Assignment
Beginning with the first line of the data below, set down each line exactly through the line that contains "let mut map = Map::new();".

Stored data

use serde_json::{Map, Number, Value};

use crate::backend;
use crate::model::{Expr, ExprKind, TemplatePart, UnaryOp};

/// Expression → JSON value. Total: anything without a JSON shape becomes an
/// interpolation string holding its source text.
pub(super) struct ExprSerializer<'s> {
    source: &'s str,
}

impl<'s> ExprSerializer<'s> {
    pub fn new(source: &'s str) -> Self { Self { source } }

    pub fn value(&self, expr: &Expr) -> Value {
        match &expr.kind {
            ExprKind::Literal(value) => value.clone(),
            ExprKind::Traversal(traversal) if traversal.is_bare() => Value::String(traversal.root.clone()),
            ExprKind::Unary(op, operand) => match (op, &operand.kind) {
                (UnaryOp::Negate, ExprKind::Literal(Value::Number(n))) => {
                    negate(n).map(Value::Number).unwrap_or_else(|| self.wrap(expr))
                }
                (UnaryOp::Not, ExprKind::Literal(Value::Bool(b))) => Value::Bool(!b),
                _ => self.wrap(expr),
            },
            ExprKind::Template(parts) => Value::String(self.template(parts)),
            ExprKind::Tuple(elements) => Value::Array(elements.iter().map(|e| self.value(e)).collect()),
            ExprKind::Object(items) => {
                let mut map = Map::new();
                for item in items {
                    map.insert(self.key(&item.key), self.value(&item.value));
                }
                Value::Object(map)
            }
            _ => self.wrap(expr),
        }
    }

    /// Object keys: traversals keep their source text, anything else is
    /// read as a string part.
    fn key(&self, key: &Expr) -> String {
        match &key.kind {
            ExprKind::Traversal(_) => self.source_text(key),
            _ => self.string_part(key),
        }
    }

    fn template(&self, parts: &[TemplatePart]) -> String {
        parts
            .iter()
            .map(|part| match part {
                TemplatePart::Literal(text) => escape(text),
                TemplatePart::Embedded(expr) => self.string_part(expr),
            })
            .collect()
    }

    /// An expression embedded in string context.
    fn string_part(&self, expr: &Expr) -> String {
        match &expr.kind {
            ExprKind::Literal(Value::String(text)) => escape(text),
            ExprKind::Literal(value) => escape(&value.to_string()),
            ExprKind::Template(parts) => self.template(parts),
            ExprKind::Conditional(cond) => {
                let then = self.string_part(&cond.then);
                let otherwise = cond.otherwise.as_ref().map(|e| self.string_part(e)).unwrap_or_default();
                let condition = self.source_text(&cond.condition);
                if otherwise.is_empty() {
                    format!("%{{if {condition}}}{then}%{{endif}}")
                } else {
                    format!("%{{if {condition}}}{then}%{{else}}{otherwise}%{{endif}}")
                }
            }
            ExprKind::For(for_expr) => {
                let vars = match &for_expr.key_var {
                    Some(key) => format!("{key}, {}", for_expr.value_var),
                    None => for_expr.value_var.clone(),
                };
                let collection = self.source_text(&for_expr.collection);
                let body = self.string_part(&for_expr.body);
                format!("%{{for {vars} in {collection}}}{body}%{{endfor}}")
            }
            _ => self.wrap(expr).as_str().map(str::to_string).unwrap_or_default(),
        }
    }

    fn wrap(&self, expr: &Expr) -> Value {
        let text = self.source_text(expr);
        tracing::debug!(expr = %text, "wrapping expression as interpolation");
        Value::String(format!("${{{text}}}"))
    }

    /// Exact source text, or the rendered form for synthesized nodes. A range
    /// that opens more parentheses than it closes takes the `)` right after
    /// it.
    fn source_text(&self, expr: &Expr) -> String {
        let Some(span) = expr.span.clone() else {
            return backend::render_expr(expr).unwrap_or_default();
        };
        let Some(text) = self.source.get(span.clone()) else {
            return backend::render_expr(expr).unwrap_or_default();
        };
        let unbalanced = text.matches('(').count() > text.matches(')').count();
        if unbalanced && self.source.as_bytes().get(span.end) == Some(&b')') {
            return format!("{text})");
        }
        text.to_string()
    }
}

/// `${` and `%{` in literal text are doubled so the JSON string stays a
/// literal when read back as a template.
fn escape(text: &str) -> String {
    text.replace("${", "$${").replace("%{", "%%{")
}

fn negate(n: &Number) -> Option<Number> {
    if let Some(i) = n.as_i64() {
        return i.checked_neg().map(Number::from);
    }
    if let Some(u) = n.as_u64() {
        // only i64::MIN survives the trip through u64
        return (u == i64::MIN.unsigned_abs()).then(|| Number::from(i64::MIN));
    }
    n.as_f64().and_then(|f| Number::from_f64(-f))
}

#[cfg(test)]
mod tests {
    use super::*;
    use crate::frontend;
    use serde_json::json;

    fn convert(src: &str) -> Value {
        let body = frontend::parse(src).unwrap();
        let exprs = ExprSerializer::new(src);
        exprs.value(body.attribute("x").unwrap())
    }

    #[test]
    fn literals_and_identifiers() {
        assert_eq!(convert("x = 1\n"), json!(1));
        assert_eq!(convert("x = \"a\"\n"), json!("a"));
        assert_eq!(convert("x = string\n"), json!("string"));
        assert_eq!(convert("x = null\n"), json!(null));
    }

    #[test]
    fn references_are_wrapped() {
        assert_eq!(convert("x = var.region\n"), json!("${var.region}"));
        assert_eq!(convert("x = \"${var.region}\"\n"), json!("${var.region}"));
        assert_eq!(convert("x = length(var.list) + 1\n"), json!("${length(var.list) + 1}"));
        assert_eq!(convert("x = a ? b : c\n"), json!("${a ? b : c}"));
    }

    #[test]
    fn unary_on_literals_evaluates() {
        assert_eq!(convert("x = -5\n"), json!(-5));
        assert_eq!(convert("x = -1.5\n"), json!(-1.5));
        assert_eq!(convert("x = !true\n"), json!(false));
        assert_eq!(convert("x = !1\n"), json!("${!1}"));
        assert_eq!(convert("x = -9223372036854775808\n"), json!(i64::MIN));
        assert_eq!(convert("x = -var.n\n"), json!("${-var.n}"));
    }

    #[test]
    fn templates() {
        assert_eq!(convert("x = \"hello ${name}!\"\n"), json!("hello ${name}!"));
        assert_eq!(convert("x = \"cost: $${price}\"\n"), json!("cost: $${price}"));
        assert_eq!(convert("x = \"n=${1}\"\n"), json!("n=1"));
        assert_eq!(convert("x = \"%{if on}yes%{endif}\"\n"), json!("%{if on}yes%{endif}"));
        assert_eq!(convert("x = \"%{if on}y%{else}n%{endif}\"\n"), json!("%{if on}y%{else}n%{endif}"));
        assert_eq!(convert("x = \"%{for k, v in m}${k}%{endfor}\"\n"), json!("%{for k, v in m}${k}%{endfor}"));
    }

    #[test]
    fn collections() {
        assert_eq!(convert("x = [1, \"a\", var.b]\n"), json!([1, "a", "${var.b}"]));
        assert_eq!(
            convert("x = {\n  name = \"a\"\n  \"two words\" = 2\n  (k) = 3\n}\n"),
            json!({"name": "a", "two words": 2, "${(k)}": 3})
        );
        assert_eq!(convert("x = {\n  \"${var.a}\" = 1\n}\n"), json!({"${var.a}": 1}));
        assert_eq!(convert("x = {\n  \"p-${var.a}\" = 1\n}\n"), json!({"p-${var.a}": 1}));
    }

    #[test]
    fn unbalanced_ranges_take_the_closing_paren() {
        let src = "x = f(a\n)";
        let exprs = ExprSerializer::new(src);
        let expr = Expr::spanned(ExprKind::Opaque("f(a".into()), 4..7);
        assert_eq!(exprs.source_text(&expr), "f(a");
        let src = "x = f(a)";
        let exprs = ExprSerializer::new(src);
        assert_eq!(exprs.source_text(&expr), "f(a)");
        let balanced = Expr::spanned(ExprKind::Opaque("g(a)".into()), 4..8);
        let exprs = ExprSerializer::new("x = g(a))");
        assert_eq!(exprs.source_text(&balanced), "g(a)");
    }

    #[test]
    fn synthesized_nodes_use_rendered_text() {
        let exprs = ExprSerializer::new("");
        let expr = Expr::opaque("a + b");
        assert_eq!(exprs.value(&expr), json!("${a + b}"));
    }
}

Answer to the exercise
use serde_json::{Map, Number, Value};

use crate::backend;
use crate::model::{Expr, ExprKind, TemplatePart, UnaryOp};

/// Expression → JSON value. Total: anything without a JSON shape becomes an
/// interpolation string holding its source text.
pub(super) struct ExprSerializer<'s> {
    source: &'s str,
}

impl<'s> ExprSerializer<'s> {
    pub fn new(source: &'s str) -> Self { Self { source } }

    pub fn value(&self, expr: &Expr) -> Value {
        match &expr.kind {
            ExprKind::Literal(value) => value.clone(),
            ExprKind::Traversal(traversal) if traversal.is_bare() => Value::String(traversal.root.clone()),
            ExprKind::Unary(op, operand) => match (op, &operand.kind) {
                (UnaryOp::Negate, ExprKind::Literal(Value::Number(n))) => {
                    negate(n).map(Value::Number).unwrap_or_else(|| self.wrap(expr))
                }
                (UnaryOp::Not, ExprKind::Literal(Value::Bool(b))) => Value::Bool(!b),
                _ => self.wrap(expr),
            },
            ExprKind::Template(parts) => Value::String(self.template(parts)),
            ExprKind::Tuple(elements) => Value::Array(elements.iter().map(|e| self.value(e)).collect()),
            ExprKind::Object(items) => {
                let mut map = Map::new();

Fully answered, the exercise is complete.